▶ _What to produce_: Within the listing, each line that has the string "struct" should be copied.

▶ _Data for review_:
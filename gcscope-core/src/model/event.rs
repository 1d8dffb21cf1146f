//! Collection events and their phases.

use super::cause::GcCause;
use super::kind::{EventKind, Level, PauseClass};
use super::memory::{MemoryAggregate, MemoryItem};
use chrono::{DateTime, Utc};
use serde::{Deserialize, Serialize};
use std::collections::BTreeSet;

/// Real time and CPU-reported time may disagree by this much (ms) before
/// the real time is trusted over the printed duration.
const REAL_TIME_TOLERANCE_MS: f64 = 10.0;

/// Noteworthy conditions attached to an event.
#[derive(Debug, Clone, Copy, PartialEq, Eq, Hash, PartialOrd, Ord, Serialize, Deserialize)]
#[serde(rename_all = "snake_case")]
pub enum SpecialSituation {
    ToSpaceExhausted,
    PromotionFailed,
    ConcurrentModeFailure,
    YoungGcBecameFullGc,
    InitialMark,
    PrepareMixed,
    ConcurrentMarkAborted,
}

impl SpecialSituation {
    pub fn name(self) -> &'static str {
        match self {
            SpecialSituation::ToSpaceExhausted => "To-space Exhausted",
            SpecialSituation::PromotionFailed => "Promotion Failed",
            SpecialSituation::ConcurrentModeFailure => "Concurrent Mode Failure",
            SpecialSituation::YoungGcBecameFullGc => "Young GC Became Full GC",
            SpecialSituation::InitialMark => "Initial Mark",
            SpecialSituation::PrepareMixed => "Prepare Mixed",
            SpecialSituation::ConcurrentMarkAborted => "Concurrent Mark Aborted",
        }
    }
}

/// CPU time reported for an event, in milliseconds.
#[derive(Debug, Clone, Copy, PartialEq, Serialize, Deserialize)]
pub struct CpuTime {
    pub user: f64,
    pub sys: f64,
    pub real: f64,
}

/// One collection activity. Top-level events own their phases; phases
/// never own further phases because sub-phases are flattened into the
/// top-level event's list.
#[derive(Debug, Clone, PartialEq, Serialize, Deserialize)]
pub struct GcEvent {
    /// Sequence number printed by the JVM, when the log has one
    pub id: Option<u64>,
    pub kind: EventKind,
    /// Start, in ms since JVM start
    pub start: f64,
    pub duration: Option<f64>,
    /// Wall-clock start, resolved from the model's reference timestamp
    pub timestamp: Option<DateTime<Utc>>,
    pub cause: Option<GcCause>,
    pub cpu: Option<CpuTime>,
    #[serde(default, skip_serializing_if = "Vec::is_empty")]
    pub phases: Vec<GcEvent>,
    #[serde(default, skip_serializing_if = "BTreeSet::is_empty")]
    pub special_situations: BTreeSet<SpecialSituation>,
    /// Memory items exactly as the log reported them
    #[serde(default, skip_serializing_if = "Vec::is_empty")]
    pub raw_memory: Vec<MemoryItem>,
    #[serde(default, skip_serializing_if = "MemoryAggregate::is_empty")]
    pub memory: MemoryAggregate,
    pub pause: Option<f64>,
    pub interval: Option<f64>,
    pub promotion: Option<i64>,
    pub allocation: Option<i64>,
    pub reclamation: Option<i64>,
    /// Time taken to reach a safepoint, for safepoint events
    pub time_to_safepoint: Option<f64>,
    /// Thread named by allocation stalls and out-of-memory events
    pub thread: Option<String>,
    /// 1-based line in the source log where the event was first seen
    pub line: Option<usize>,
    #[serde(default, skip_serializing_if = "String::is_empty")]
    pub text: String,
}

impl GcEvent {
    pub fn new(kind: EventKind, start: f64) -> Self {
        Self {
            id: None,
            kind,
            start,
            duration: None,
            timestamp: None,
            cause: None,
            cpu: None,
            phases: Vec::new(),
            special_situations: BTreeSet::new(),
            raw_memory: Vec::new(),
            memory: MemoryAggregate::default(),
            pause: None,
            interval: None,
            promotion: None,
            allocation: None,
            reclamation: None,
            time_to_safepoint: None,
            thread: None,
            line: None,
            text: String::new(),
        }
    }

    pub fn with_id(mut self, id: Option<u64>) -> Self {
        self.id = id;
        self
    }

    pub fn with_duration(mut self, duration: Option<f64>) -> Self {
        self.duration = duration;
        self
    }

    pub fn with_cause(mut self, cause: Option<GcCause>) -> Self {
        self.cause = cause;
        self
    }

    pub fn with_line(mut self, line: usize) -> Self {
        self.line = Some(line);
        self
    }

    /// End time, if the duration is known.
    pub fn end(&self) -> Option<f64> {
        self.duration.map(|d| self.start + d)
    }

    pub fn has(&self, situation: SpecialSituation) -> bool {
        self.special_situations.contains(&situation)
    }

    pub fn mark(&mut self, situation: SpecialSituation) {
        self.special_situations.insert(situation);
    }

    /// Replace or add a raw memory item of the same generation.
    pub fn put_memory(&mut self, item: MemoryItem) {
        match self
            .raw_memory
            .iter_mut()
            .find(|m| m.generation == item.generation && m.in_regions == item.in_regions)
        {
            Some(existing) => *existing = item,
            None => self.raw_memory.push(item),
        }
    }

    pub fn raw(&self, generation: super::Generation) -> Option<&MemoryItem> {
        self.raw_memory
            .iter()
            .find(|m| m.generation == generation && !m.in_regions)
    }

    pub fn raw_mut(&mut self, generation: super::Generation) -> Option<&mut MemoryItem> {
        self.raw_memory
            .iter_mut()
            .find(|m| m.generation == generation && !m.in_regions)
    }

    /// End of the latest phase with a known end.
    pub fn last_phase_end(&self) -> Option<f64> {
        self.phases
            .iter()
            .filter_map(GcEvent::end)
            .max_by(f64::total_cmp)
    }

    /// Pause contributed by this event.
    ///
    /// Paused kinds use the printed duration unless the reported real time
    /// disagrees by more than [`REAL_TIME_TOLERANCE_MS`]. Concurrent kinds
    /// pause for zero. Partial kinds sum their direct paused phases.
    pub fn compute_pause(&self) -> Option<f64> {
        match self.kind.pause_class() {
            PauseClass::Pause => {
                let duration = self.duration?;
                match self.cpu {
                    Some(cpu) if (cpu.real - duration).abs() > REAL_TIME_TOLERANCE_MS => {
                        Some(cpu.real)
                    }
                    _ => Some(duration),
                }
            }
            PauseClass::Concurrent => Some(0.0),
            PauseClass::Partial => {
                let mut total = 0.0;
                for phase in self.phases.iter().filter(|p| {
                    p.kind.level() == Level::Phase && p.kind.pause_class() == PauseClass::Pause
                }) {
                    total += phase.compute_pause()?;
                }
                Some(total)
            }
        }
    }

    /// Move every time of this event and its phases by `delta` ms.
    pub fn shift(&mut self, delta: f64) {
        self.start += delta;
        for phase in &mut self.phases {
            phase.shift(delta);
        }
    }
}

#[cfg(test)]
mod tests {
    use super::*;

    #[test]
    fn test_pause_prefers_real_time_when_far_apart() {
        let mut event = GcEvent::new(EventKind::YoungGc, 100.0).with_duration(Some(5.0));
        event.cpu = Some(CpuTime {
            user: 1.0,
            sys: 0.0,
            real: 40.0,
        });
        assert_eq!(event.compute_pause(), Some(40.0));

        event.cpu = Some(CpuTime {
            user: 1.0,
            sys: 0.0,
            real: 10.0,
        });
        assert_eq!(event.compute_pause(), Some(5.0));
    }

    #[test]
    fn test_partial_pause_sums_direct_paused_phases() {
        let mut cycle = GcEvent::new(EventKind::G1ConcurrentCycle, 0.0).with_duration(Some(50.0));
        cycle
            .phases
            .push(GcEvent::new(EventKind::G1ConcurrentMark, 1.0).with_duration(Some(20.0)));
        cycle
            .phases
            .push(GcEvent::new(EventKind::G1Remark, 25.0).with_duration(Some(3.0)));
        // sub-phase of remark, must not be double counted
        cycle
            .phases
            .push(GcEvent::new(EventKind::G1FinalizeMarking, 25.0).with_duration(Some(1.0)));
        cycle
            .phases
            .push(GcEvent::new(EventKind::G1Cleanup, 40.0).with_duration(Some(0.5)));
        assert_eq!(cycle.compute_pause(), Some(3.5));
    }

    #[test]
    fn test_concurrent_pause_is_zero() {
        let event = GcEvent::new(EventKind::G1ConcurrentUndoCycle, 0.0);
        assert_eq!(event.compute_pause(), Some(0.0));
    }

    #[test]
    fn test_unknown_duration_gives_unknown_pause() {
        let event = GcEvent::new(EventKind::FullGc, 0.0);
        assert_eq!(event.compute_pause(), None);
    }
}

▶ _Exercise result_:
pub struct CpuTime {
pub struct GcEvent {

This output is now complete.